*DIRECTIONS:* The records that follow must be repeated exactly as they stand.

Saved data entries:
--------------------------------

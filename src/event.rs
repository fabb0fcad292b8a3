use crate::state::{states_in, State, StateMask};
use crate::ChangeIntent;

/// A snapshot of one state transition of a device or manager.
///
/// The framework builds a `ChangeEvent` at the moment the state mask changes and hands it to listeners. It is never
/// modified afterwards.
#[derive(Debug, Clone, Copy, PartialEq, Eq, Hash)]
#[cfg_attr(feature = "serde", derive(serde::Serialize, serde::Deserialize))]
pub struct ChangeEvent {
    old_bits: StateMask,
    new_bits: StateMask,
    intent_bits: StateMask,
}

impl ChangeEvent {
    /// Creates a new event from the state mask before the transition, the state mask after it and the intent mask.
    ///
    /// `intent_bits` only carries information for the bits that differ between `old_bits` and `new_bits`.
    pub const fn new(old_bits: StateMask, new_bits: StateMask, intent_bits: StateMask) -> Self {
        ChangeEvent {
            old_bits,
            new_bits,
            intent_bits,
        }
    }

    /// The state mask before the event took place.
    #[inline]
    pub const fn old_bits(&self) -> StateMask {
        self.old_bits
    }

    /// The new and now current state mask.
    #[inline]
    pub const fn new_bits(&self) -> StateMask {
        self.new_bits
    }

    /// For each old to new bit difference, whether the transition was intentional.
    ///
    /// See [`ChangeIntent`] for what intentional means.
    #[inline]
    pub const fn intent_bits(&self) -> StateMask {
        self.intent_bits
    }

    /// Convenience forwarding of [`State::was_entered`].
    pub fn was_entered<S: State>(&self, state: S) -> bool {
        state.was_entered(self.old_bits, self.new_bits)
    }

    /// Convenience forwarding of [`State::was_exited`].
    pub fn was_exited<S: State>(&self, state: S) -> bool {
        state.was_exited(self.old_bits, self.new_bits)
    }

    /// Returns the intention behind the change of `state`, or [`ChangeIntent::Null`] if `state` did not change.
    pub fn intent<S: State>(&self, state: S) -> ChangeIntent {
        if (state.bit() & self.old_bits) == (state.bit() & self.new_bits) {
            ChangeIntent::Null
        } else if state.overlaps(self.intent_bits) {
            ChangeIntent::Intentional
        } else {
            ChangeIntent::Unintentional
        }
    }

    /// Every state of family `S` entered by this event, in ordinal order.
    pub fn entered<S: State>(&self) -> impl Iterator<Item = S> {
        states_in(self.new_bits & !self.old_bits)
    }

    /// Every state of family `S` exited by this event, in ordinal order.
    pub fn exited<S: State>(&self) -> impl Iterator<Item = S> {
        states_in(self.old_bits & !self.new_bits)
    }
}

impl std::fmt::Display for ChangeEvent {
    fn fmt(&self, f: &mut std::fmt::Formatter<'_>) -> std::fmt::Result {
        write!(
            f,
            "{:#b} -> {:#b} (intent {:#b})",
            self.old_bits, self.new_bits, self.intent_bits
        )
    }
}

--------------------------------

*TASK SOLUTION:*
filename src/event.rs
repository fabb0fcad292b8a3
use crate::state::{states_in, State, StateMask};
use crate::ChangeIntent;

/// A snapshot of one state transition of a device or manager.
///
/// The framework builds a `ChangeEvent` at the moment the state mask changes and hands it to listeners. It is never
/// modified afterwards.
#[derive(Debug, Clone, Copy, PartialEq, Eq, Hash)]
#[cfg_attr(feature = "serde", derive(serde::Serialize, serde::Deserialize))]
pub struct ChangeEvent {
    old_bits: StateMask,
    new_bits: StateMask,
    intent_bits: StateMask,
}

impl ChangeEvent {
    /// Creates a new event from the state mask before the transition, the state mask after it and the intent mask.
    ///
    /// `intent_bits` only carries information for the bits that differ between `old_bits` and `new_bits`.
    pub const fn new(old_bits: StateMask, new_bits: StateMask, intent_bits: StateMask) -> Self {
        ChangeEvent {
            old_bits,
            new_bits,
            intent_bits,
        }
    }

    /// The state mask before the event took place.
    #[inline]
    pub const fn old_bits(&self) -> StateMask {
        self.old_bits
    }

    /// The new and now current state mask.
    #[inline]
    pub const fn new_bits(&self) -> StateMask {
        self.new_bits
    }

    /// For each old to new bit difference, whether the transition was intentional.
    ///
    /// See [`ChangeIntent`] for what intentional means.
    #[inline]
    pub const fn intent_bits(&self) -> StateMask {
        self.intent_bits
    }

    /// Convenience forwarding of [`State::was_entered`].
    pub fn was_entered<S: State>(&self, state: S) -> bool {
        state.was_entered(self.old_bits, self.new_bits)
    }

    /// Convenience forwarding of [`State::was_exited`].
    pub fn was_exited<S: State>(&self, state: S) -> bool {
        state.was_exited(self.old_bits, self.new_bits)
    }

    /// Returns the intention behind the change of `state`, or [`ChangeIntent::Null`] if `state` did not change.
    pub fn intent<S: State>(&self, state: S) -> ChangeIntent {
        if (state.bit() & self.old_bits) == (state.bit() & self.new_bits) {
            ChangeIntent::Null
        } else if state.overlaps(self.intent_bits) {
            ChangeIntent::Intentional
        } else {
            ChangeIntent::Unintentional
        }
    }

    /// Every state of family `S` entered by this event, in ordinal order.
    pub fn entered<S: State>(&self) -> impl Iterator<Item = S> {
        states_in(self.new_bits & !self.old_bits)
    }

    /// Every state of family `S` exited by this event, in ordinal order.
    pub fn exited<S: State>(&self) -> impl Iterator<Item = S> {
        states_in(self.old_bits & !self.new_bits)
    }
}

impl std::fmt::Display for ChangeEvent {
    fn fmt(&self, f: &mut std::fmt::Formatter<'_>) -> std::fmt::Result {
        write!(
            f,
            "{:#b} -> {:#b} (intent {:#b})",
            self.old_bits, self.new_bits, self.intent_bits
        )
    }
}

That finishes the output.